On Wed, 2007-02-14 at 17:26 -0600, Joy Latten wrote:
> I have been playing with the ssh-mls which gets called through xinetd
> when labeled networking is in use and am confused about what I am
> seeing. :-)
> 
> My assumption is that when using this feature, the resulting ssh
> connection will have single mls level, which is the effective level of
> the issuer. 
> 
> For example, if I am
> uid=500(ealuser) gid=500(ealuser) groups=10(wheel),500(ealuser)

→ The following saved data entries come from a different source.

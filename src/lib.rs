//! Async client for the employee-management (HRMS) backend.
//!
//! ```no_run
//! use hrms_client::{ClientConfig, HrmsClient, LocalStore};
//!
//! # async fn run() -> hrms_client::Result<()> {
//! let store = LocalStore::new();
//! let client = HrmsClient::with_store(&ClientConfig::default(), store.clone())?;
//!
//! store.set("token", "eyJhbGciOi...");
//! let employee = client.employees().by_id(42).await?;
//! println!("{}", employee.text().await?);
//! # Ok(())
//! # }
//! ```

pub mod hrms;

pub use hrms::{
    HrmsClient,
    config::ClientConfig,
    credentials::{CredentialProvider, LocalStore, NoCredentials, StoredToken},
    error::{HrmsError, Result},
    model::{AttendanceOutcome, AttendanceRecord, Credentials, LeaveRequest, Registration},
};
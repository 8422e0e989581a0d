use std::fmt::Display;

use serde::Serialize;

use crate::hrms::{
    error::Result,
    http::{ApiClient, Endpoint, Response},
};

pub struct PerformanceApi<'a> {
    api: &'a ApiClient,
}

impl<'a> PerformanceApi<'a> {
    pub(crate) const fn new(api: &'a ApiClient) -> Self {
        Self { api }
    }

    fn reviews(&self) -> Endpoint {
        self.api.endpoint().segment("performance-reviews")
    }

    /// `GET /performance-reviews`
    ///
    /// # Errors
    /// Fails as described on [`ApiClient::send`].
    pub async fn all(&self) -> Result<Response> {
        self.api.get(self.reviews().into_url()).await
    }

    /// `GET /performance-reviews/employee/{employee_id}`
    ///
    /// # Errors
    /// Fails as described on [`ApiClient::send`].
    pub async fn by_employee(&self, employee_id: impl Display) -> Result<Response> {
        let url = self.reviews().segment("employee").segment(employee_id).into_url();
        self.api.get(url).await
    }

    /// `POST /performance-reviews`
    ///
    /// # Errors
    /// Fails as described on [`ApiClient::send`].
    pub async fn create<B: Serialize + ?Sized>(&self, review: &B) -> Result<Response> {
        self.api.post_json(self.reviews().into_url(), review).await
    }
}
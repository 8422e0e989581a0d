//! Bearer token injection for every outbound request.

use std::sync::Arc;

use anyhow::anyhow;
use async_trait::async_trait;
use http::Extensions;
use reqwest::{
    Request, Response,
    header::{AUTHORIZATION, HeaderValue},
};
use reqwest_middleware::{Middleware, Next, Result as MiddlewareResult};

use crate::hrms::credentials::CredentialProvider;

/// Sets `Authorization: Bearer <token>` when the provider has a non-empty
/// token at send time, and leaves the request alone otherwise.
pub struct BearerAuth {
    credentials: Arc<dyn CredentialProvider>,
}

impl BearerAuth {
    #[must_use]
    pub const fn new(credentials: Arc<dyn CredentialProvider>) -> Self {
        Self { credentials }
    }
}

#[async_trait]
impl Middleware for BearerAuth {
    async fn handle(
        &self,
        mut req: Request,
        extensions: &mut Extensions,
        next: Next<'_>,
    ) -> MiddlewareResult<Response> {
        if let Some(token) = self.credentials.bearer_token().filter(|t| !t.is_empty()) {
            let mut value = HeaderValue::from_str(&format!("Bearer {token}")).map_err(|e| {
                reqwest_middleware::Error::Middleware(anyhow!("bearer token is not a valid header value: {e}"))
            })?;
            value.set_sensitive(true);
            req.headers_mut().insert(AUTHORIZATION, value);
        }
        next.run(req, extensions).await
    }
}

> context=staff_u:staff_r:staff_t:s3-s9
> 
> When I issue ssh -p 222 -l <user> <host>, I expect to see "s3" as my new
> mls level in the new ssh connection when I do an "id".
> 
> With CIPSO, this happens.
> With labeled ipsec, I get "s3-s9".
> 
> Debugging xinetd, I noticed that when using CIPSO, getpeercon() returns 
> "system_u:object_r:unlabeled_t:s3".
> 
> When using labeled ipsec, getpeercon() returns
> "root:sysadm_r:sysadm_ssh_t:s3-s9".
> 
> I always wondered if getpeercon() would someday lift its head and bite,
> I just wish it had not been on Valentine's Day. :-)
> I am concerned about the mls label being returned.
> 
> So, my question is, how is this suppose to work?
> Does CIPSO, when given an mls range, like s3-s9, only pass
> the effective level through in ip options? If so, is this 
> what labeled ipsec should be doing? Should we be setting only the 
> effective level in the SA? If so, that could potentially create 
> even more SAs. Or should xinetd, when given a range, should only
> set the effective level for the new process? I kinda like this 
> solution best, that is, xinetd setting single effective level. But
> I don't know if that is correct resolution? 

The labeled networking mechanism should convey the full context when
possible (naturally, with a legacy mechanism like CIPSO, we may not have
that option except by using something like James Morris' Selopt
approach, which naturally won't be compatible with legacy trusted OSes).
  
-- 
Stephen Smalley
National Security Agency